Friday, July 11, 2008

Bitter Pistachios

I recently got a 5 lb bag of fresh domestic pistachio nuts in a Woot!-Off. In going thru these, it seems 2% or more are bitter or sour. I recalled a conversation I had years ago with a food science prof who had sworn off eating peanut butter because of aflatoxin risk. Aflatoxins are a class of mycotoxins, and among the most potent naturally occurring carcinogens, found in moldy nuts, grains, fruit, and veggies. Cream hundreds of peanuts together in a jar of peanut butter and who knows how many were moldy or contained aflatoxins. So I started wondering about the safety of these sour pistachios; maybe the bitter taste was because of some mold growing on the pistachio? How would one tell? I don't think I could tell mold from any of the other odd colorations characteristic of roasted & salted pistachios.

I did a little Google-ing on "bad pistachios" and came upon multiple Yahoo! Answers about sour/bitter pistachios. The question was whether eating bitter or sour pistachios was bad for you. To my amazement, the responders replied to a tune that they were NOT bad for your health and some even went so far to say that there was nothing in pistachios that was bad to eat. I wanted to post a follow-up reply, but Yahoo! closes the responses after 4 days.

Some more digging found this quote from the US Dept of Agriculture:
"Aflatoxin contamination of tree nuts (almonds, pistachios and walnuts) is a significant mycotoxin-related problem, now."

So now, while (as of today) I am still eating pistachios and peanut butter, I am much more selective of the nuts I eat.
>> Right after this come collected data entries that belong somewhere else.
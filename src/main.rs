use std::sync::Arc;

use tokio::net::TcpListener;
use tracing_subscriber::{layer::SubscriberExt, util::SubscriberInitExt};

use image_classifier_service::{AppConfig, ModelRegistry, build_router};

#[tokio::main]
async fn main() -> anyhow::Result<()> {
    init_tracing();

    let config = Arc::new(AppConfig::from_env()?.validate()?);
    tracing::info!(
        model = %config.model_path.display(),
        media_root = %config.media_root.display(),
        "loading model artifact"
    );

    let registry = Arc::new(load_registry(config.as_ref())?);
    let router = build_router(config.clone(), registry.clone());

    let listener = TcpListener::bind(config.listen_addr).await?;
    let addr = listener.local_addr()?;
    tracing::info!(%addr, "HTTP server ready");

    axum::serve(listener, router)
        .with_graceful_shutdown(shutdown_signal())
        .await?;

    registry.shutdown();
    Ok(())
}

#[cfg(feature = "tch-backend")]
fn load_registry(config: &AppConfig) -> anyhow::Result<ModelRegistry> {
    Ok(ModelRegistry::from_config(config)?)
}

#[cfg(not(feature = "tch-backend"))]
fn load_registry(_config: &AppConfig) -> anyhow::Result<ModelRegistry> {
    anyhow::bail!("built without a model backend; enable the `tch-backend` feature")
}

async fn shutdown_signal() {
    if let Err(err) = tokio::signal::ctrl_c().await {
        tracing::warn!(%err, "failed to listen for shutdown signal");
        std::future::pending::<()>().await;
    }
    tracing::info!("shutting down");
}

fn init_tracing() {
    if tracing::dispatcher::has_been_set() {
        return;
    }
    let env_filter = tracing_subscriber::EnvFilter::try_from_default_env()
        .unwrap_or_else(|_| "info,hyper=warn,axum::rejection=trace".into());
    let fmt_layer = tracing_subscriber::fmt::layer()
        .with_target(false)
        .compact();

    tracing_subscriber::registry()
        .with(env_filter)
        .with(fmt_layer)
        .init();
}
If I encounter a sour or bitter pistachio, I spit it out, gargle, drink glass-after-glass of water, take antioxidants, etc.--maybe all these would be useless against my ingestion of aflatoxins, but I figure it's about all that I can reasonably do if I'm going to eat the things. And maybe I'm ingesting aflatoxins anyway in nuts that seem fine; I just don't know. For peanut butter, I stick to the name brands, as I figure the risk of getting bad peanuts in off-brand labels is higher, especially if those peanuts are acquired as sub-quality rejects from the name brand manufacturers.